Categories Blog, Europe et Russie

Appel à la solidarité avec les communautés traditionnelles des îles Kalamos-Kastos dans la lutte contre la conservation coloniale

Dans notre lutte contre l'accaparement des terres et des océans et la conservation forteresse, nous sommes la cible d'intimidations et de menaces. Nous demandons la solidarité et le soutien des Membres du Consortium APAC et des organisations communautaires

First published on 11/29/2024, and last updated on 12/04/2024

Par Terra Sylvestris, Membre du Consortium APAC


Nos communautés autochtones des îles de Kalamos et de Kastos, en Grèce, sont au cœur de l’aire marine protégée de la mer Ionienne intérieure, l’une des plus grandes aires marines protégées de Grèce et l’une des plus importantes de la Méditerranée.

Pendant des siècles, les habitants de ces deux îles ont été les gardiens de leurs territoires aquatiques, les gérant et les entretenant de manière à permettre la préservation d’une mégafaune unique et emblématique. Leurs pratiques durables ont assuré la survie des phoques moines, des dauphins en voie de disparition et même des baleines, dans ce qui était autrefois l’une des zones de pêche les plus riches de la Méditerranée.

Cependant, par la suite, les politiques et les pratiques de l’état et certaines initiatives de conservation ont systématiquement retiré le pouvoir aux habitants des îles et l’ont donné aux agences gouvernementales. Dans le même temps, ces initiatives ont catalysé la colonisation de la zone par des groupes non autochtones qui n’avaient aucun lien antérieur avec la mer, en ignorant les droits historiques et en accordant des licences de pêche à des personnes étrangères à la région ou au pays.
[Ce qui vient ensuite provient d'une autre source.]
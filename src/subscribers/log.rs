//! # Logging subscriber.
//!
//! [`LogWriter`] forwards supervisor events to the `log` facade. The host
//! binary picks the actual logger implementation.
//!
//! ## Output format
//! ```text
//! obtained credential slot 3
//! watching worker pid=4711 via=connector
//! worker pid=4711 gone
//! scale-in protection set to true
//! ```

use async_trait::async_trait;
use log::{info, warn};

use crate::events::{DiscoveredVia, Event};
use crate::subscribers::Subscribe;

/// Forwards events to the `log` facade.
pub struct LogWriter;

#[async_trait]
impl Subscribe for LogWriter {
    async fn on_event(&self, event: &Event) {
        match event {
            Event::SlotAcquired { index } => info!("obtained credential slot {index}"),
            Event::MonitoringArmed => info!("monitoring armed"),
            Event::WorkerSeen { pid, via } => {
                let via = match via {
                    DiscoveredVia::Connector => "connector",
                    DiscoveredVia::Poll => "poll",
                };
                info!("watching worker pid={pid} via={via}");
            }
            Event::WorkerGone { pid } => info!("worker pid={pid} gone"),
            Event::ProtectionChanged { protected } => {
                info!("scale-in protection set to {protected}");
            }
            Event::ProtectionDeferred { protect } => {
                warn!("scale-in protection ({protect}) deferred to next tick");
            }
            Event::QueueDecremented { remaining } => {
                info!("job queue decremented, {remaining} remaining");
            }
            Event::QueueAtFloor => warn!("job queue already at floor, not decrementing"),
            Event::DrainStarted => info!("terminating lifecycle entered, draining runner"),
            Event::DrainCompleted => info!("drain complete, okay to terminate"),
            Event::ShutdownRequested => info!("shutdown requested"),
        }
    }
}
Par le passé, les politiques gouvernementales ont dépeuplé nos îles de leurs habitants d’origine. Notre population autochtone compte aujourd’hui 250 personnes, alors qu’elle s’élevait à deux mille il y a cinquante ans.

Depuis environ 150 ans, le schéma est clairement observable. Tout d’abord, un processus de nationalisation des biens communs est mis en place, puis l’état en confie pratiquement toute la gestion à des entités privées sous prétexte qu’il s’estime incompétent pour gérer des territoires à des fins de conservation.

Au cours des deux dernières décennies, la région a connu un essor de l’aquaculture ; une pratique qui a entraîné la destruction des sites de reproduction des poissons sauvages. Ce phénomène, associé à la main d’œuvre de groupes non autochtones et à des activités telles que la pêche récréative, le chalutage et la pêche illégale, a constitué une menace sérieuse pour les efforts de conservation de l’île.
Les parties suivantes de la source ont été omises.